Specifically for “A Day In The Life” I’ve used Kontra’s Game Loop and Asset Loading modules, which together with Kontra’s core are just like 1.5 kb.
Well, that’s convenient!

Summarizing I’ve used these tools/libs:

Grunt (for the build process)
Kontra (used for game loop and assets preloading)
TinyMusic (as is, for the music)
Pixel Font (adapted, for the fonts)
-xem’s responsiveTouchGameFramework (for the canvas setup)

As always,  for the js13kGames, all the games are open-source, for the purpose of learning.
You can check A Day In the Life source code here.

I know the whole code can be optimized, but I was limited by the one month timeline, and, in the end I made this game in the no-more-than-a-week time window that I had.
Lately, due to a lot of timelines and jobs, I’m really close to what someone call “fast coder”, so, please forgive possible mistakes and lack of optimizations.

By the way, I tried to write as much as code comments as possible, keeping everything readable, hoping that the code be useful to someone, as other people’s code is often helpful for me 😀
That’s part of the js13kGames spirit, too 😀

So, yeah!
It’s the third year I’m participating in js13kGames, and this year too, I’m quite satisfyed with my entry!
I feel that I’m learning something new each time, and that’s a great feeling.
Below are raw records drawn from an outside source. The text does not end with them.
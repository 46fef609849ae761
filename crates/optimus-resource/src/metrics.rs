use optimus_core::models::resource::Resource;
use prometheus::{IntCounterVec, Opts, Registry};

const LABELS: [&str; 5] = ["project", "namespace", "store", "kind", "status"];

/// Outcome counter for deployed resources.
#[derive(Debug, Clone)]
pub struct DeployMetrics {
    deployed: IntCounterVec,
}

impl DeployMetrics {
    pub fn new(registry: &Registry) -> Result<Self, prometheus::Error> {
        let deployed = IntCounterVec::new(
            Opts::new(
                "optimus_resource_deploy_total",
                "Resources that reached a terminal state during deploy.",
            ),
            &LABELS,
        )?;
        registry.register(Box::new(deployed.clone()))?;
        Ok(Self { deployed })
    }

    pub(crate) fn record(&self, res: &Resource) {
        self.deployed.with_label_values(&label_values(res)).inc();
    }

    pub fn count(&self, res: &Resource) -> u64 {
        self.deployed.with_label_values(&label_values(res)).get()
    }
}

fn label_values(res: &Resource) -> [&str; 5] {
    [
        res.tenant().project_name().as_str(),
        res.tenant().namespace_name().as_str(),
        res.store().as_str(),
        res.kind().as_str(),
        res.status().as_str(),
    ]
}
//! Optimus Server: configuration, logging bootstrap and the HTTP binding of
//! the resource and backup services.

pub mod config;
pub mod error;
pub mod logging;
pub mod lookup;
pub mod routes;
pub mod state;

use std::future::Future;
use std::sync::Arc;

use tokio::net::TcpListener;
use tracing::info;

pub use config::{Cli, ServerConfig};
pub use state::AppState;

/// Serves the API on `listener` until `shutdown` resolves.
pub async fn serve(
    listener: TcpListener,
    state: Arc<AppState>,
    shutdown: impl Future<Output = ()> + Send + 'static,
) -> std::io::Result<()> {
    let addr = listener.local_addr()?;
    info!(%addr, "listening");
    axum::serve(listener, routes::router(state))
        .with_graceful_shutdown(shutdown)
        .await
}
//! HTTP routes.
//!
//! Tenant-scoped routes live under
//! `/v1/projects/:project/namespaces/:namespace/datastores/:store`.

mod backups;
mod deploy;
mod resources;

use std::sync::Arc;

use axum::extract::State;
use axum::http::header;
use axum::response::IntoResponse;
use axum::routing::{get, post};
use axum::{Json, Router};
use optimus_core::models::resource::Store;
use optimus_core::models::tenant::Tenant;
use prometheus::{Encoder, TextEncoder};
use serde::Deserialize;

pub use backups::{BackupRequest, BackupView, CreateBackupResponse};
pub use deploy::{DeployFrame, DeployResult};
pub use resources::{
    ApplyRequest, ApplyStatus, ChangeNamespaceRequest, ResourceRequest, ResourceResponse,
};

use crate::error::{ApiError, ApiResult};
use crate::state::AppState;

pub fn router(state: Arc<AppState>) -> Router {
    const SCOPE: &str = "/v1/projects/:project/namespaces/:namespace/datastores/:store";

    Router::new()
        .route("/health", get(health))
        .route("/metrics", get(metrics))
        .route("/v1/resources/deploy", post(deploy::deploy))
        .route(
            "/v1/resources",
            post(resources::create).put(resources::update),
        )
        .route(&format!("{SCOPE}/resources"), get(resources::list))
        .route(&format!("{SCOPE}/resources/apply"), post(resources::apply))
        .route(&format!("{SCOPE}/resources/:name"), get(resources::read))
        .route(
            &format!("{SCOPE}/resources/:name/namespace"),
            post(resources::change_namespace),
        )
        .route(
            &format!("{SCOPE}/backups"),
            get(backups::list).post(backups::create),
        )
        .route(&format!("{SCOPE}/backups/dry-run"), post(backups::dry_run))
        .route(&format!("{SCOPE}/backups/:id"), get(backups::get))
        .with_state(state)
}

async fn health() -> impl IntoResponse {
    Json(serde_json::json!({ "status": "ok" }))
}

async fn metrics(State(state): State<Arc<AppState>>) -> ApiResult<impl IntoResponse> {
    let encoder = TextEncoder::new();
    let mut buf = Vec::new();
    encoder
        .encode(&state.registry.gather(), &mut buf)
        .map_err(|e| ApiError::internal(format!("cannot encode metrics: {e}")))?;
    Ok(([(header::CONTENT_TYPE, encoder.format_type().to_string())], buf))
}

/// The tenant and store named in a scoped path.
#[derive(Debug, Deserialize)]
struct ScopePath {
    project: String,
    namespace: String,
    store: String,
}

impl ScopePath {
    fn resolve(&self) -> ApiResult<(Tenant, Store)> {
        scope(&self.project, &self.namespace, &self.store)
    }
}

fn scope(project: &str, namespace: &str, store: &str) -> ApiResult<(Tenant, Store)> {
    let tenant = Tenant::new(project, namespace)?;
    let store = store.parse()?;
    Ok((tenant, store))
}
Now, just two words about the resultsWOOOOOH YEAH!

A Day In the Life placed 5th out of 53 for the mobile Category and 11th out of 222 for the Desktop one! AWESOME!

I’m really glad that the judges caught the meaning and the efforts behind my game, behind the theme implementation and all the choices!
I’m happy that my A Day In The Life was polished, playable and funny enough to reach the top 5 mobile and the top 12 desktop this year!
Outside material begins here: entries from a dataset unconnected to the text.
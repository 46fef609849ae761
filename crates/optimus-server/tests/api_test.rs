//! End-to-end tests of the HTTP binding against an in-memory database and
//! an in-memory BigQuery client.

use std::sync::{Arc, Mutex};

use async_trait::async_trait;
use chrono::{DateTime, Utc};
use optimus_core::models::resource::{Resource, Status};
use optimus_core::{OptimusError, OptimusResult};
use optimus_server::ServerConfig;
use optimus_server::error::ApiErrorBody;
use optimus_server::routes::{
    ApplyStatus, BackupView, CreateBackupResponse, DeployFrame, ResourceResponse,
};
use optimus_server::state::AppState;
use optimus_store::bigquery::{
    Client, ClientProvider, CopyJob, Dataset, ResourceHandle, TableCopier, TableName,
    TableResourceHandle,
};
use pretty_assertions::assert_eq;
use serde_json::{Value, json};
use tokio::net::TcpListener;
use tokio_util::sync::CancellationToken;

const CONFIG: &str = r#"
db:
  in_memory: true
publisher:
  enabled: false
tenants:
  - project: t-optimus
    namespaces: [ns, ns-b]
secrets:
  t-optimus/DATASTORE_BIGQUERY: sa-credential
"#;

const SCOPE: &str = "v1/projects/t-optimus/namespaces/ns/datastores/bigquery";

#[derive(Default)]
struct Calls(Mutex<Vec<String>>);

impl Calls {
    fn push(&self, call: String) {
        self.0.lock().unwrap().push(call);
    }

    fn all(&self) -> Vec<String> {
        self.0.lock().unwrap().clone()
    }
}

struct Handle {
    calls: Arc<Calls>,
    name: String,
    table: Option<TableName>,
}

#[async_trait]
impl ResourceHandle for Handle {
    async fn create(&self, _res: &Resource) -> OptimusResult<()> {
        self.calls.push(format!("create {}", self.name));
        Ok(())
    }

    async fn update(&self, _res: &Resource) -> OptimusResult<()> {
        self.calls.push(format!("update {}", self.name));
        Ok(())
    }

    async fn exists(&self) -> bool {
        false
    }
}

struct Job;

#[async_trait]
impl TableCopier for Job {
    async fn run(&self) -> OptimusResult<Box<dyn CopyJob>> {
        Ok(Box::new(Job))
    }
}

#[async_trait]
impl CopyJob for Job {
    async fn wait(&self) -> OptimusResult<()> {
        Ok(())
    }
}

#[async_trait]
impl TableResourceHandle for Handle {
    fn table_name(&self) -> &TableName {
        self.table.as_ref().unwrap()
    }

    fn copier_from(&self, source: &dyn TableResourceHandle) -> Box<dyn TableCopier> {
        self.calls.push(format!(
            "copy {} -> {}",
            source.table_name().full_name(),
            self.name
        ));
        Box::new(Job)
    }

    async fn update_expiry(&self, _name: &str, _expire_at: DateTime<Utc>) -> OptimusResult<()> {
        Ok(())
    }
}

struct FakeClient(Arc<Calls>);

impl FakeClient {
    fn handle(&self, name: String, table: Option<TableName>) -> Handle {
        Handle {
            calls: self.0.clone(),
            name,
            table,
        }
    }
}

impl Client for FakeClient {
    fn dataset_handle(&self, dataset: &Dataset) -> Box<dyn ResourceHandle> {
        Box::new(self.handle(dataset.full_name(), None))
    }

    fn table_handle(&self, name: &TableName) -> Box<dyn TableResourceHandle> {
        Box::new(self.handle(name.full_name(), Some(name.clone())))
    }

    fn view_handle(&self, name: &TableName) -> Box<dyn ResourceHandle> {
        Box::new(self.handle(name.full_name(), Some(name.clone())))
    }

    fn external_table_handle(&self, name: &TableName) -> Box<dyn ResourceHandle> {
        Box::new(self.handle(name.full_name(), Some(name.clone())))
    }
}

struct FakeProvider(Arc<Calls>);

#[async_trait]
impl ClientProvider for FakeProvider {
    async fn get(&self, credential: &str) -> OptimusResult<Arc<dyn Client>> {
        if credential != "sa-credential" {
            return Err(OptimusError::invalid_argument("resource_bigquery", "bad credential"));
        }
        Ok(Arc::new(FakeClient(self.0.clone())))
    }
}

struct TestServer {
    base: String,
    http: reqwest::Client,
    calls: Arc<Calls>,
    stop: CancellationToken,
}

impl TestServer {
    async fn start() -> Self {
        let config = ServerConfig::from_yaml(CONFIG).unwrap();
        let calls = Arc::new(Calls::default());
        let (state, worker) = AppState::build(&config, Arc::new(FakeProvider(calls.clone())))
            .await
            .unwrap();
        assert!(worker.is_none());

        let listener = TcpListener::bind("127.0.0.1:0").await.unwrap();
        let base = format!("http://{}", listener.local_addr().unwrap());
        let stop = CancellationToken::new();
        let shutdown = stop.clone();
        tokio::spawn(optimus_server::serve(listener, Arc::new(state), async move {
            shutdown.cancelled().await;
        }));

        Self {
            base,
            http: reqwest::Client::new(),
            calls,
            stop,
        }
    }

    fn url(&self, path: &str) -> String {
        format!("{}/{path}", self.base)
    }

    async fn deploy(&self, body: Value) -> Vec<DeployFrame> {
        let response = self
            .http
            .post(self.url("v1/resources/deploy"))
            .json(&body)
            .send()
            .await
            .unwrap();
        assert_eq!(response.status(), 200);
        assert_eq!(
            response.headers()["content-type"],
            "application/x-ndjson"
        );
        response
            .text()
            .await
            .unwrap()
            .lines()
            .map(|line| serde_json::from_str(line).unwrap())
            .collect()
    }
}

impl Drop for TestServer {
    fn drop(&mut self) {
        self.stop.cancel();
    }
}

fn deploy_body(namespace: &str) -> Value {
    json!([{
        "project_name": "t-optimus",
        "namespace_name": namespace,
        "datastore_name": "bigquery",
        "resources": [
            {
                "version": 1,
                "name": "t-optimus.playground",
                "type": "dataset",
                "spec": { "description": "sandbox" },
            },
            {
                "version": 1,
                "name": "t-optimus.playground.orders",
                "type": "table",
                "spec": { "schema": [{ "name": "id", "type": "STRING" }] },
            },
        ],
    }])
}

fn log_messages(frames: &[DeployFrame]) -> Vec<String> {
    frames
        .iter()
        .filter_map(|frame| match frame {
            DeployFrame::LogStatus(status) => Some(status.message.clone()),
            DeployFrame::Result(_) => None,
        })
        .collect()
}

fn result_of(frames: &[DeployFrame]) -> optimus_server::routes::DeployResult {
    match frames.last() {
        Some(DeployFrame::Result(result)) => result.clone(),
        other => panic!("stream must end with a result frame, got {other:?}"),
    }
}

#[tokio::test]
async fn deploy_streams_frames_and_a_result() {
    let server = TestServer::start().await;

    let frames = server.deploy(deploy_body("ns")).await;
    assert_eq!(
        log_messages(&frames),
        vec![
            "[success] t-optimus.playground",
            "[success] t-optimus.playground.orders",
        ]
    );
    assert!(result_of(&frames).success);
    assert_eq!(
        server.calls.all(),
        vec![
            "create t-optimus.playground",
            "create t-optimus.playground.orders",
        ]
    );

    let read: ResourceResponse = server
        .http
        .get(server.url(&format!("{SCOPE}/resources/t-optimus.playground.orders")))
        .send()
        .await
        .unwrap()
        .json()
        .await
        .unwrap();
    assert_eq!(read.status, Status::Success);
    assert_eq!(read.urn, "bigquery://t-optimus:playground.orders");

    // Unchanged on the second run.
    let again = server.deploy(deploy_body("ns")).await;
    assert_eq!(
        log_messages(&again),
        vec![
            "[skipped] t-optimus.playground",
            "[skipped] t-optimus.playground.orders",
        ]
    );
    assert!(result_of(&again).success);
}

#[tokio::test]
async fn deploy_names_the_failing_namespace() {
    let server = TestServer::start().await;

    let frames = server.deploy(deploy_body("unknown")).await;
    let messages = log_messages(&frames);
    assert_eq!(messages.len(), 1);
    assert!(messages[0].starts_with("error deploying namespace [unknown]"));

    let result = result_of(&frames);
    assert!(!result.success);
    let error = result.error.unwrap();
    assert_eq!(error.code, "INTERNAL");
    assert!(error.message.contains("error when deploying: [unknown]"));
}

#[tokio::test]
async fn unary_errors_map_to_statuses() {
    let server = TestServer::start().await;

    let missing = server
        .http
        .get(server.url(&format!("{SCOPE}/resources/t-optimus.playground.ghost")))
        .send()
        .await
        .unwrap();
    assert_eq!(missing.status(), 404);
    let body: ApiErrorBody = missing.json().await.unwrap();
    assert_eq!(body.code, "NOT_FOUND");

    let invalid = server
        .http
        .post(server.url("v1/resources"))
        .json(&json!({
            "project_name": "t-optimus",
            "namespace_name": "ns",
            "datastore_name": "bigquery",
            "resource": {
                "name": "t-optimus.playground.daily",
                "type": "view",
                "spec": { "description": "no query" },
            },
        }))
        .send()
        .await
        .unwrap();
    assert_eq!(invalid.status(), 400);

    let bad_store = server
        .http
        .get(server.url("v1/projects/t-optimus/namespaces/ns/datastores/redshift/resources"))
        .send()
        .await
        .unwrap();
    assert_eq!(bad_store.status(), 400);
}

#[tokio::test]
async fn create_update_apply_and_move() {
    let server = TestServer::start().await;
    let request = |description: &str| {
        json!({
            "project_name": "t-optimus",
            "namespace_name": "ns",
            "datastore_name": "bigquery",
            "resource": {
                "name": "t-optimus.playground",
                "type": "dataset",
                "spec": { "description": description },
            },
        })
    };

    let created = server
        .http
        .post(server.url("v1/resources"))
        .json(&request("first"))
        .send()
        .await
        .unwrap();
    assert_eq!(created.status(), 201);

    let updated: ResourceResponse = server
        .http
        .put(server.url("v1/resources"))
        .json(&request("second"))
        .send()
        .await
        .unwrap()
        .json()
        .await
        .unwrap();
    assert_eq!(updated.status, Status::Success);
    assert_eq!(updated.resource.spec["description"], "second");

    let applied: Vec<ApplyStatus> = server
        .http
        .post(server.url(&format!("{SCOPE}/resources/apply")))
        .json(&json!({ "resource_names": ["t-optimus.playground"] }))
        .send()
        .await
        .unwrap()
        .json()
        .await
        .unwrap();
    assert_eq!(
        applied,
        vec![ApplyStatus {
            resource_name: "t-optimus.playground".into(),
            status: Status::Success,
        }]
    );

    let moved = server
        .http
        .post(server.url(&format!("{SCOPE}/resources/t-optimus.playground/namespace")))
        .json(&json!({ "new_namespace_name": "ns-b" }))
        .send()
        .await
        .unwrap();
    assert_eq!(moved.status(), 204);

    let listed: Vec<ResourceResponse> = server
        .http
        .get(server.url("v1/projects/t-optimus/namespaces/ns-b/datastores/bigquery/resources"))
        .send()
        .await
        .unwrap()
        .json()
        .await
        .unwrap();
    assert_eq!(listed.len(), 1);
    assert_eq!(listed[0].resource.name, "t-optimus.playground");
}

#[tokio::test]
async fn backup_dry_run_create_and_read() {
    let server = TestServer::start().await;
    server.deploy(deploy_body("ns")).await;

    let request = json!({
        "resource_names": ["t-optimus.playground.orders", "t-optimus.playground"],
        "description": "before migration",
        "config": { "ttl": "48h" },
        "allowed_downstream_namespaces": ["ns-b"],
    });

    let plan: Value = server
        .http
        .post(server.url(&format!("{SCOPE}/backups/dry-run")))
        .json(&request)
        .send()
        .await
        .unwrap()
        .json()
        .await
        .unwrap();
    assert_eq!(plan["resource_names"], json!(["t-optimus.playground.orders"]));
    assert_eq!(plan["ignored_resources"][0]["name"], "t-optimus.playground");

    let created = server
        .http
        .post(server.url(&format!("{SCOPE}/backups")))
        .json(&request)
        .send()
        .await
        .unwrap();
    assert_eq!(created.status(), 201);
    let created: CreateBackupResponse = created.json().await.unwrap();
    assert_eq!(created.resource_names.len(), 1);
    assert!(
        created.resource_names[0].starts_with("t-optimus.optimus_backup.backup_playground_orders_")
    );
    assert!(
        server
            .calls
            .all()
            .iter()
            .any(|c| c.starts_with("copy t-optimus.playground.orders -> "))
    );

    let fetched: BackupView = server
        .http
        .get(server.url(&format!("{SCOPE}/backups/{}", created.id)))
        .send()
        .await
        .unwrap()
        .json()
        .await
        .unwrap();
    assert_eq!(fetched.id, Some(created.id));
    assert_eq!(fetched.description, "before migration");

    let listed: Vec<BackupView> = server
        .http
        .get(server.url(&format!("{SCOPE}/backups")))
        .send()
        .await
        .unwrap()
        .json()
        .await
        .unwrap();
    assert_eq!(listed.len(), 1);

    let bad_id = server
        .http
        .get(server.url(&format!("{SCOPE}/backups/not-a-uuid")))
        .send()
        .await
        .unwrap();
    assert_eq!(bad_id.status(), 400);
}

#[tokio::test]
async fn metrics_expose_deploy_counters() {
    let server = TestServer::start().await;
    server.deploy(deploy_body("ns")).await;

    let text = server
        .http
        .get(server.url("metrics"))
        .send()
        .await
        .unwrap()
        .text()
        .await
        .unwrap();
    assert!(text.contains("optimus_resource_deploy_total"), "{text}");

    let health = server.http.get(server.url("health")).send().await.unwrap();
    assert_eq!(health.status(), 200);
}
It’s a really great placement within the whole list of this year’s awesome entries!


If you are interested in js13kgames, indie games, javascript, html5, jams, golfing etc. I suggest you to double check all the entries, their code, too, because they can be a good source of new ideas. Coding and development side.

An example?
LOSSST by Xem.

It is really something different.
Aside the great idea for the game, the puzzles, the surprises during the play, check the CSS3d work, the use of emoji and the great idea for the music!
There’s also a level editor for creating puzzles and share them!
And remember it’s just 13k!
If you want to learn more about LOSSST, Xem wrote an awesome, full detailed, making-of!

As you can see, it is for sure the entry that caught my attention the most this year, but it’s not the only one!

This edition of js13kgames also added the new A-Frame category, which consists in building a WebVr game using A-Frame, so as you can imagine there is plenty of interesting, experimental games and cool ideas to check and learn from!

Final thanks? Final thanks 😀

MANY THANKS to all the js13kGames community for sharing their suggestions, feedbacks and ideas, for learning and improving together!
Congratulations to everyone who managed to create their own game in 13k or just tried to do it!

Thanks again, and again to the judges and the sponsors, and, obviously the biggest thanks goes to end3r for keeping this competition up! Thank you end3r!

Thanks for reading all (or part, or just the links or the images) of this PostMortem!

It’s a long blogpost, I agree, but I felt to share my ideas and experiences about this year’s js13kGames, so I HAD to write this long! 😀

Somehow, I hope this can be helpful to someone, sooner or later, as the other post-mortem are always useful for me!